The prawn-gmagick gem uses native extensions to compile against GraphicsMagick. This system prerequisite limits installation to C Ruby running on Linux and macOS. Please refer to the README for prawn-gmagick to learn how to install it.

$ gem install prawn-gmagick

When this gem is installed, Asciidoctor automatically detects and loads it, then delegates all image decoding to GraphicsMagick by way of the bridge it provides. We highly recommend using this gem with Asciidoctor PDF if you’re able to install it.

Unregister prawn-gmagick

In rare cases, GraphicsMagick (the backend library for prawn-gmagick) can misread the bit depth of certain PNG images. If this happens, you can instruct Asciidoctor PDF to not delegate to GraphicsMagick.

You can configure Asciidoctor PDF to not delegate to GraphicsMagick when loading PNG images by requiring asciidoctor/pdf/nopngmagick when calling Asciidoctor PDF, as follows:

$ asciidoctor-pdf -r asciidoctor/pdf/nopngmagick doc.adoc

Alternately, you can tell Asciidoctor PDF not to delegate to GraphicsMagick at all by requiring asciidoctor/pdf/nogmagick when calling Asciidoctor PDF, as follows:

$ asciidoctor-pdf -r asciidoctor/pdf/nogmagick doc.adoc

Bypassing prawn-gmagick means you no longer get support for additional image formats that Prawn cannot handle and/or the PNG acceleration it provides.

Fonts in SVG images

Asciidoctor PDF uses prawn-svg to embed SVGs in the PDF document, including SVGs generated by Asciidoctor Diagram.

Actually, it’s not accurate to say that prawn-svg embeds the SVG. Rather, prawn-svg is an SVG renderer. prawn-svg translates an SVG into native PDF text and graphic objects. You can think of the SVG as a sequence of drawing commands. The result becomes indistinguishable from other PDF objects.

What that means for text is that any font family used for text in the SVG must be registered in the Asciidoctor PDF theme file (and thus with Prawn). Otherwise, Prawn will fall back to using the closest matching built-in (afm) font from PDF (e.g., sans-serif becomes Helvetica). Recall that afm fonts only support basic Latin. As we like to say, PDF is bring your own font.

If you’re using Asciidoctor Diagram to generate SVGs to embed in the PDF, you likely need to specify the default font the diagramming tool uses. Let’s assume you are making a plantuml diagram.

To set the font used in the diagram, first create a file named plantuml.cfg and populate it with the following content:

skinparam defaultFontName Noto Serif
You can choose any font name that is registered in your Asciidoctor PDF theme file.

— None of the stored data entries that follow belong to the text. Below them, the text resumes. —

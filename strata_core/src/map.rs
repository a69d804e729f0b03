//! # Case-insensitive Mapping
//!
//! The nested mapping behind every snapshot. Keys are matched ignoring case
//! at every level while iteration yields the keys as they were inserted.

use crate::value::Value;
use errors::ConfigError;
use std::collections::BTreeMap;

/// Delimiter separating the segments of a nested key (`database.host`).
pub const NESTED_DELIMITER: char = '.';

/// Case-insensitive, case-preserving mapping from string keys to [`Value`].
///
/// Stored as `lowercase(key) -> (original key, value)`. Iteration order is
/// the lexical order of the normalized keys.
#[derive(Debug, Clone, Default, PartialEq)]
pub struct ConfigMap {
    entries: BTreeMap<String, (String, Value)>,
}

fn normalize(key: &str) -> String {
    key.to_lowercase()
}

impl ConfigMap {
    pub fn new() -> Self {
        Self::default()
    }

    pub fn len(&self) -> usize {
        self.entries.len()
    }

    pub fn is_empty(&self) -> bool {
        self.entries.is_empty()
    }

    pub fn get(&self, key: &str) -> Option<&Value> {
        self.entries.get(&normalize(key)).map(|(_, value)| value)
    }

    pub fn get_mut(&mut self, key: &str) -> Option<&mut Value> {
        self.entries.get_mut(&normalize(key)).map(|(_, value)| value)
    }

    pub fn contains_key(&self, key: &str) -> bool {
        self.entries.contains_key(&normalize(key))
    }

    /// Insert a value, returning the previous one stored under any casing of
    /// `key`. The original key is replaced by the casing given here.
    pub fn insert(&mut self, key: impl Into<String>, value: impl Into<Value>) -> Option<Value> {
        let key = key.into();
        self.entries
            .insert(normalize(&key), (key, value.into()))
            .map(|(_, value)| value)
    }

    pub fn remove(&mut self, key: &str) -> Option<Value> {
        self.entries.remove(&normalize(key)).map(|(_, value)| value)
    }

    /// Original keys.
    pub fn keys(&self) -> impl Iterator<Item = &str> {
        self.entries.values().map(|(key, _)| key.as_str())
    }

    pub fn values(&self) -> impl Iterator<Item = &Value> {
        self.entries.values().map(|(_, value)| value)
    }

    pub fn iter(&self) -> impl Iterator<Item = (&str, &Value)> {
        self.entries
            .values()
            .map(|(key, value)| (key.as_str(), value))
    }

    /// Resolve a possibly nested key.
    ///
    /// The key is first tried verbatim. Otherwise it is split on `.` and each
    /// segment is looked up in the mapping reached so far; resolution stops
    /// with `None` as soon as a segment is missing or an intermediate value
    /// is not a mapping. Null leaves count as missing.
    pub fn lookup(&self, key: &str) -> Option<&Value> {
        if let Some(value) = self.get(key).filter(|v| !v.is_null()) {
            return Some(value);
        }

        let mut segments = key.split(NESTED_DELIMITER);
        let first = segments.next()?;
        if first.len() == key.len() {
            return None;
        }

        let mut current = self.get(first)?;
        for segment in segments {
            current = current.as_map()?.get(segment)?;
        }

        if current.is_null() { None } else { Some(current) }
    }
}

impl<K: Into<String>, V: Into<Value>> FromIterator<(K, V)> for ConfigMap {
    fn from_iter<I: IntoIterator<Item = (K, V)>>(iter: I) -> Self {
        let mut map = Self::new();
        map.extend(iter);
        map
    }
}

impl<K: Into<String>, V: Into<Value>> Extend<(K, V)> for ConfigMap {
    fn extend<I: IntoIterator<Item = (K, V)>>(&mut self, iter: I) {
        for (key, value) in iter {
            self.insert(key, value);
        }
    }
}

impl IntoIterator for ConfigMap {
    type Item = (String, Value);
    type IntoIter = std::iter::Map<
        std::collections::btree_map::IntoValues<String, (String, Value)>,
        fn((String, Value)) -> (String, Value),
    >;

    fn into_iter(self) -> Self::IntoIter {
        self.entries
            .into_values()
            .map(std::convert::identity as fn((String, Value)) -> (String, Value))
    }
}

impl TryFrom<serde_json::Value> for ConfigMap {
    type Error = ConfigError;

    fn try_from(value: serde_json::Value) -> Result<Self, Self::Error> {
        match Value::from(value) {
            Value::Map(map) => Ok(map),
            other => Err(ConfigError::InvalidData {
                reason: format!("expected a mapping, got {}", other.type_name()),
            }),
        }
    }
}

#[cfg(test)]
mod tests {
    use super::*;
    use proptest::prelude::*;
    use serde_json::json;

    fn map(value: serde_json::Value) -> ConfigMap {
        ConfigMap::try_from(value).unwrap()
    }

    #[test]
    fn test_keys_ignore_case_but_keep_original() {
        let mut data = ConfigMap::new();
        data.insert("Foo", 5);

        assert_eq!(data.get("foo"), Some(&Value::Int(5)));
        assert_eq!(data.get("FOO"), Some(&Value::Int(5)));
        assert_eq!(data.keys().collect::<Vec<_>>(), vec!["Foo"]);
    }

    #[test]
    fn test_insert_replaces_other_casing() {
        let mut data = ConfigMap::new();
        data.insert("key", 1);
        let previous = data.insert("KEY", 2);

        assert_eq!(previous, Some(Value::Int(1)));
        assert_eq!(data.len(), 1);
        assert_eq!(data.keys().collect::<Vec<_>>(), vec!["KEY"]);
    }

    #[test]
    fn test_lookup_prefers_verbatim_key() {
        let data = map(json!({"db.host": "flat", "db": {"host": "nested"}}));
        assert_eq!(data.lookup("db.host"), Some(&Value::from("flat")));
    }

    #[test]
    fn test_lookup_nested_path() {
        let data = map(json!({"a": {"b": {"c": 1}}}));
        assert_eq!(data.lookup("a.b.c"), Some(&Value::Int(1)));
        assert_eq!(data.lookup("A.B.C"), Some(&Value::Int(1)));
    }

    #[test]
    fn test_lookup_missing_segment() {
        let data = map(json!({"a": {"b": {"c": 1}}}));
        assert_eq!(data.lookup("a.x.c"), None);
        assert_eq!(data.lookup("missing"), None);
    }

    #[test]
    fn test_lookup_through_non_mapping() {
        let data = map(json!({"a": "scalar"}));
        assert_eq!(data.lookup("a.b"), None);
    }

    #[test]
    fn test_lookup_null_is_absent() {
        let data = map(json!({"a": null, "b": {"c": null}}));
        assert_eq!(data.lookup("a"), None);
        assert_eq!(data.lookup("b.c"), None);
    }

    #[test]
    fn test_try_from_rejects_scalars() {
        let err = ConfigMap::try_from(json!([1, 2])).unwrap_err();
        assert!(matches!(err, ConfigError::InvalidData { .. }));
    }

    #[test]
    fn test_into_iter_yields_original_keys() {
        let data = map(json!({"Alpha": 1, "beta": 2}));
        let keys: Vec<String> = data.into_iter().map(|(k, _)| k).collect();
        assert_eq!(keys, vec!["Alpha".to_string(), "beta".to_string()]);
    }

    proptest! {
        #[test]
        fn test_lookup_matches_manual_walk(
            a in "[a-z]{1,6}",
            b in "[a-z]{1,6}",
            c in "[a-z]{1,6}",
            leaf in any::<i64>(),
        ) {
            let mut inner = ConfigMap::new();
            inner.insert(c.clone(), leaf);
            let mut middle = ConfigMap::new();
            middle.insert(b.clone(), inner);
            let mut root = ConfigMap::new();
            root.insert(a.clone(), middle);

            let key = format!("{}.{}.{}", a, b, c);
            prop_assert_eq!(root.lookup(&key), Some(&Value::Int(leaf)));

            let missing = format!("{}.{}.{}x", a, b, c);
            prop_assert_eq!(root.lookup(&missing), None);
        }
    }
}
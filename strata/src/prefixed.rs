//! # Prefixed View
//!
//! [`PrefixedConfig`] exposes the sub-tree of another node under a key
//! prefix. It keeps no data of its own: `db.prefixed("db").get("host")`
//! reads `db.host` from the wrapped node.

use crate::Result;
use crate::decoder::Cast;
use crate::event::{EventHandler, Relay};
use crate::interpolation::StrLookup;
use crate::node::ConfigNode;
use errors::ConfigError;
use std::fmt;
use std::sync::{Arc, Weak};
use strata_core::map::NESTED_DELIMITER;
use strata_core::{ConfigMap, Value};

pub struct PrefixedConfig {
    config: Arc<dyn ConfigNode>,
    /// Prefix with the trailing delimiter, ready for concatenation.
    prefix: String,
    updated: Relay,
}

impl fmt::Debug for PrefixedConfig {
    fn fmt(&self, f: &mut fmt::Formatter<'_>) -> fmt::Result {
        f.debug_struct("PrefixedConfig")
            .field("config", &self.config.describe())
            .field("prefix", &self.prefix)
            .finish()
    }
}

impl PrefixedConfig {
    /// View of `config` under `prefix`. Trailing delimiters in `prefix` are
    /// ignored; an empty prefix is rejected.
    pub fn new(config: Arc<dyn ConfigNode>, prefix: &str) -> Result<Arc<Self>> {
        let trimmed = prefix.trim_end_matches(NESTED_DELIMITER);
        if trimmed.is_empty() {
            return Err(ConfigError::InvalidArgument {
                argument: "prefix".to_string(),
                reason: format!("{:?} is empty", prefix),
            });
        }

        let prefix = format!("{}{}", trimmed, NESTED_DELIMITER);
        Ok(Arc::new_cyclic(|me: &Weak<Self>| {
            let wrapper: Weak<dyn ConfigNode> = me.clone();
            Self {
                updated: Relay::new(config.clone(), wrapper),
                config,
                prefix,
            }
        }))
    }

    /// The prefix without its trailing delimiter.
    pub fn prefix(&self) -> &str {
        self.prefix.trim_end_matches(NESTED_DELIMITER)
    }

    pub fn config(&self) -> &Arc<dyn ConfigNode> {
        &self.config
    }

    fn full_key(&self, key: &str) -> String {
        format!("{}{}", self.prefix, key)
    }
}

impl ConfigNode for PrefixedConfig {
    fn get_raw(&self, key: &str) -> Option<Value> {
        self.config.get_raw(&self.full_key(key))
    }

    fn get_value(&self, key: &str, cast: Option<&Cast>) -> Result<Option<Value>> {
        self.config.get_value(&self.full_key(key), cast)
    }

    fn load(&self) -> Result<()> {
        self.config.load()
    }

    fn updated(&self) -> &EventHandler {
        self.updated.handler()
    }

    fn lookup(&self) -> Option<Arc<dyn StrLookup>> {
        self.config.lookup()
    }

    fn set_lookup(&self, lookup: Option<Arc<dyn StrLookup>>) {
        self.config.set_lookup(lookup);
    }

    /// Sub-tree under the prefix, plus top-level keys spelled out as
    /// `prefix.key`.
    fn raw_map(&self) -> ConfigMap {
        let mut map = match self.config.get_raw(self.prefix()) {
            Some(Value::Map(subtree)) => subtree,
            _ => ConfigMap::new(),
        };

        for (key, value) in self.config.raw_map() {
            match strip_prefix_ignore_case(&key, &self.prefix) {
                Some(rest) if !rest.is_empty() => {
                    map.insert(rest, value);
                }
                _ => {}
            }
        }
        map
    }

    fn describe(&self) -> String {
        format!("{} under {}", self.config.describe(), self.prefix())
    }
}

/// Strip `prefix` from `key` comparing one character at a time, so the split
/// lands on a boundary of `key` even when lowercasing changes byte lengths.
fn strip_prefix_ignore_case<'a>(key: &'a str, prefix: &str) -> Option<&'a str> {
    let mut rest = key;
    for expected in prefix.chars() {
        let mut chars = rest.chars();
        let actual = chars.next()?;
        if !actual.to_lowercase().eq(expected.to_lowercase()) {
            return None;
        }
        rest = chars.as_str();
    }
    Some(rest)
}
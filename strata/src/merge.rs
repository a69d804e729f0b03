//! # Merge Config
//!
//! [`MergeConfig`] deep-merges the raw data of its children into one
//! snapshot on `load`. Mappings merge key by key with later children winning
//! each collision; anything else is replaced wholesale.
//!
//! Reads go to the merged snapshot only, so a child's changes become visible
//! after the next `load` of the merge node.

use crate::Result;
use crate::composite::ChildSet;
use crate::decoder::{Cast, Decoder};
use crate::event::EventHandler;
use crate::interpolation::{ConfigLookup, StrInterpolator, StrLookup};
use crate::node::{ConfigNode, resolve_value};
use arc_swap::ArcSwap;
use parking_lot::RwLock;
use std::sync::{Arc, Weak};
use strata_core::{ConfigMap, Value, merge_into};
use tracing::{debug, info};

pub struct MergeConfig {
    me: Weak<MergeConfig>,
    children: ChildSet,
    data: ArcSwap<ConfigMap>,
    lookup: RwLock<Option<Arc<dyn StrLookup>>>,
    decoder: Arc<Decoder>,
    interpolator: StrInterpolator,
    updated: EventHandler,
}

impl MergeConfig {
    pub fn new() -> Arc<Self> {
        Self::with_decoder(Arc::new(Decoder::new()))
    }

    pub fn with_decoder(decoder: Arc<Decoder>) -> Arc<Self> {
        Self::build(decoder, StrInterpolator::default())
    }

    pub fn with_interpolator(interpolator: StrInterpolator) -> Arc<Self> {
        Self::build(Arc::new(Decoder::new()), interpolator)
    }

    fn build(decoder: Arc<Decoder>, interpolator: StrInterpolator) -> Arc<Self> {
        Arc::new_cyclic(|me| Self {
            me: me.clone(),
            children: ChildSet::new(),
            data: ArcSwap::from_pointee(ConfigMap::new()),
            lookup: RwLock::new(None),
            decoder,
            interpolator,
            updated: EventHandler::new(),
        })
    }

    /// Add a child. Its data is merged over earlier children on the next
    /// `load`.
    pub fn add_config(&self, name: &str, config: Arc<dyn ConfigNode>) -> Result<()> {
        let me = self.me.clone();
        self.children.add(
            name,
            config,
            self.root_lookup(),
            move |_| {
                if let Some(me) = me.upgrade() {
                    me.updated.invoke(&());
                }
            },
            false,
        )
    }

    pub fn remove_config(&self, name: &str) -> Option<Arc<dyn ConfigNode>> {
        self.children.remove(name)
    }

    pub fn get_config(&self, name: &str) -> Option<Arc<dyn ConfigNode>> {
        self.children.get(name)
    }

    pub fn config_names(&self) -> Vec<String> {
        self.children.names()
    }

    /// The merged snapshot from the last successful `load`.
    pub fn snapshot(&self) -> Arc<ConfigMap> {
        self.data.load_full()
    }

    fn root_lookup(&self) -> Arc<dyn StrLookup> {
        match self.lookup.read().clone() {
            Some(lookup) => lookup,
            None => Arc::new(ConfigLookup::from_weak(self.me.clone())),
        }
    }
}

impl ConfigNode for MergeConfig {
    fn get_raw(&self, key: &str) -> Option<Value> {
        self.data.load().lookup(key).cloned()
    }

    fn get_value(&self, key: &str, cast: Option<&Cast>) -> Result<Option<Value>> {
        let raw = self.get_raw(key);
        let lookup = self.root_lookup();
        resolve_value(raw, &self.interpolator, lookup.as_ref(), &self.decoder, cast)
    }

    /// Load every child in add order, then merge and swap. A failing child
    /// aborts the load and keeps the previous merged snapshot.
    fn load(&self) -> Result<()> {
        let mut merged = ConfigMap::new();
        for (name, node) in self.children.nodes() {
            node.load()?;
            let changes = merge_into(&mut merged, &node.raw_map());
            if !changes.is_empty() {
                debug!("Configuration from {}: {:?}", name, changes);
            }
        }

        let previous = self.data.load_full();
        if *previous != merged {
            info!(
                children = self.children.len(),
                keys = merged.len(),
                "Merged configuration changed"
            );
        }
        self.data.store(Arc::new(merged));
        Ok(())
    }

    fn updated(&self) -> &EventHandler {
        &self.updated
    }

    fn lookup(&self) -> Option<Arc<dyn StrLookup>> {
        self.lookup.read().clone()
    }

    fn set_lookup(&self, lookup: Option<Arc<dyn StrLookup>>) {
        *self.lookup.write() = lookup;
        self.children.rebind(&self.root_lookup());
    }

    fn raw_map(&self) -> ConfigMap {
        ConfigMap::clone(&self.data.load())
    }

    fn describe(&self) -> String {
        format!("merge({})", self.config_names().join(", "))
    }
}

impl Drop for MergeConfig {
    fn drop(&mut self) {
        self.children.clear();
    }
}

When using the default theme, your options are "Noto Serif", "M+ 1mn", and "M+ 1p Fallback".

Next, pass that path to the plantumlconfig attribute in your AsciiDoc document (or set the attribute via the CLI or API):

:plantumlconfig: plantuml.cfg

Clear the cache of your diagrams and run Asciidoctor PDF with Asciidoctor Diagram enabled. The diagrams will be generated using Noto Serif as the default font, and Asciidoctor PDF will know what to do.

The bottom line is this: If you’re using fonts in your SVG, and you want those fonts to be preserved, those fonts must be defined in the Asciidoctor PDF theme file.